Of course it isn’t. It’s got everything in it, including all the Godfather movies except the bad scenes in Godfather III when the plot goes so haywire you get time to wonder about Al Pacino’s hairpiece. Characters in The Sopranos can play all the characters in The Godfather movies. Loafing at the Bada Bing or outside Satriale’s Pork Store, they quote Godfather dialogue by the yard. They can do that without crashing the vehicle because they’re in a bigger story than the one they’re quoting. Anyone who sat through the action-free story line of Rubicon will testify that when the leading characters started referring to Three Days of the Condor, the show was doomed, because the viewer could not recover from the enforced reminder that the show wasn’t a patch on the movie. It was three hours of the condor at the very most. The Sopranos is at least three Godfather movies plus The Magnificent Ambersons and Abel Gance’s Napoleon. Not that it has all that much sheer spectacle. But it does have inner scope.

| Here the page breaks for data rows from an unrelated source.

//! Operator interaction: confirmation gates and reboot checkpoints.

use std::io::{self, BufRead, Write};
use tracing::warn;

/// Source of operator decisions.
///
/// The orchestrator never reads the terminal directly; everything that needs
/// a human goes through this trait so runs can be scripted and tested.
pub trait Prompter {
    /// Ask a yes/no question. Returns the operator's answer.
    fn confirm(&mut self, question: &str, default: bool) -> bool;

    /// Show `message` and block until the operator acknowledges it.
    ///
    /// There is no timeout. Returns `false` when no acknowledgment can
    /// arrive, e.g. because input is closed.
    fn acknowledge(&mut self, message: &str) -> bool;
}

/// Interpret a line typed in answer to a yes/no question.
///
/// `y`/`yes` in any case accept, an empty line takes `default`, anything
/// else declines.
fn parse_answer(line: &str, default: bool) -> bool {
    let answer = line.trim();
    if answer.is_empty() {
        return default;
    }
    answer.eq_ignore_ascii_case("y") || answer.eq_ignore_ascii_case("yes")
}

/// Prompter reading answers from a buffered reader (stdin by default).
///
/// # Example
///
/// ```rust
/// use tt_installer::{Prompter, StdinPrompter};
///
/// let mut prompter = StdinPrompter::with_reader(&b"yes\n\n"[..], Vec::new());
/// assert!(prompter.confirm("Install TT-Topology?", false));
/// assert!(prompter.confirm("Install TT-Metalium?", true));
/// ```
pub struct StdinPrompter<R, W> {
    reader: R,
    writer: W,
    assume_yes: bool,
}

impl StdinPrompter<io::StdinLock<'static>, io::Stdout> {
    /// Prompter bound to the process's stdin and stdout.
    pub fn new(assume_yes: bool) -> Self {
        Self {
            reader: io::stdin().lock(),
            writer: io::stdout(),
            assume_yes,
        }
    }
}

impl<R: BufRead, W: Write> StdinPrompter<R, W> {
    pub fn with_reader(reader: R, writer: W) -> Self {
        Self {
            reader,
            writer,
            assume_yes: false,
        }
    }

    pub fn assume_yes(mut self, yes: bool) -> Self {
        self.assume_yes = yes;
        self
    }

    /// Read one line. `None` on EOF or read failure.
    fn read_line(&mut self) -> Option<String> {
        let mut line = String::new();
        match self.reader.read_line(&mut line) {
            Ok(0) => None,
            Ok(_) => Some(line),
            Err(e) => {
                warn!("Failed to read operator input: {}", e);
                None
            }
        }
    }
}

impl<R: BufRead, W: Write> Prompter for StdinPrompter<R, W> {
    fn confirm(&mut self, question: &str, default: bool) -> bool {
        let hint = if default { "[Y/n]" } else { "[y/N]" };
        if self.assume_yes {
            let _ = writeln!(self.writer, "{} {} y (--yes)", question, hint);
            return true;
        }
        let _ = write!(self.writer, "{} {} ", question, hint);
        let _ = self.writer.flush();
        match self.read_line() {
            Some(line) => parse_answer(&line, default),
            None => false,
        }
    }

    fn acknowledge(&mut self, message: &str) -> bool {
        let _ = writeln!(self.writer, "\n{}", message);
        let _ = write!(self.writer, "Press Enter to continue... ");
        let _ = self.writer.flush();
        self.read_line().is_some()
    }
}

#[cfg(test)]
mod tests {
    use super::*;

    #[test]
    fn test_parse_answer() {
        assert!(parse_answer("y\n", false));
        assert!(parse_answer("YES", false));
        assert!(parse_answer("  Yes  ", false));
        assert!(!parse_answer("n", true));
        assert!(!parse_answer("nope", true));
        assert!(!parse_answer("yess", false));
        assert!(parse_answer("\n", true));
        assert!(!parse_answer("", false));
    }

    #[test]
    fn test_confirm_reads_lines_in_order() {
        let mut out = Vec::new();
        let mut prompter = StdinPrompter::with_reader(&b"n\ny\n"[..], &mut out);
        assert!(!prompter.confirm("first?", true));
        assert!(prompter.confirm("second?", false));
        drop(prompter);
        let shown = String::from_utf8(out).unwrap();
        assert!(shown.contains("first? [Y/n]"));
        assert!(shown.contains("second? [y/N]"));
    }

    #[test]
    fn test_confirm_eof_declines() {
        let mut prompter = StdinPrompter::with_reader(&b""[..], Vec::new());
        assert!(!prompter.confirm("anything?", true));
    }

    #[test]
    fn test_assume_yes_does_not_read() {
        let input: &[u8] = b"n\n";
        let mut prompter = StdinPrompter::with_reader(input, Vec::new()).assume_yes(true);
        assert!(prompter.confirm("gate?", false));
        // The line is still there for the next real read.
        assert_eq!(prompter.read_line().as_deref(), Some("n\n"));
    }

    #[test]
    fn test_acknowledge_consumes_one_line() {
        let mut out = Vec::new();
        let mut prompter = StdinPrompter::with_reader(&b"\ny\n"[..], &mut out);
        assert!(prompter.acknowledge("Reboot now."));
        assert!(prompter.confirm("next?", false));
        drop(prompter);
        let shown = String::from_utf8(out).unwrap();
        assert!(shown.contains("Reboot now."));
        assert!(shown.contains("Press Enter"));
    }

    #[test]
    fn test_acknowledge_ignores_assume_yes() {
        let mut prompter =
            StdinPrompter::with_reader(&b"\n"[..], Vec::new()).assume_yes(true);
        assert!(prompter.acknowledge("Reboot now."));
        assert!(prompter.read_line().is_none());
    }

    #[test]
    fn test_acknowledge_eof_is_not_an_acknowledgment() {
        let mut prompter = StdinPrompter::with_reader(&b""[..], Vec::new()).assume_yes(true);
        assert!(!prompter.acknowledge("Reboot now."));
    }
}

The Sopranos is so capacious that it can sabotage itself and still keep your devotion. Tony’s liability of a sister Janice, as played by Aida Turturro, is such a flake that she made some viewers switch
off. Those many millions of us who stayed loyal weren’t just fascinated by the post-hippie fecklessness of Janice’s disaster-strewn curriculum vitae—I especially appreciated that she was still drawing insurance checks for carpal tunnel syndrome acquired from her not very strenuous period of actuating a coffee machine—we were fascinated by the effect she had on Tony. She enraged him, and usually when people enrage Tony he gets rid of them. They end up bumped off, cut up, and sunk in the landfill. But he can’t do that to members of his immediate family. There is no real limit to his power, but there is a limit to his ruthlessness. In this respect, he’s a bit like us: or so we would like to think. (We would like to think that our omnipotence is reined in by moral scruple.) In the Brian de Palma movie Scarface, Tony Montana (Al Pacino) doesn’t hesitate to ruin his sister’s happiness. Tony Soprano does hesitate, even when we, his audience, are mentally egging him on, aching for the moment when he switches his huge capacity for violence to the necessary task of eliminating this pain in his butt, but also sadly aware that he will once again talk himself into accommodating her crazy needs. So there she stays, making our hearts sink from week to week. And we stay too: eloquent testimony to the show’s psychological grip.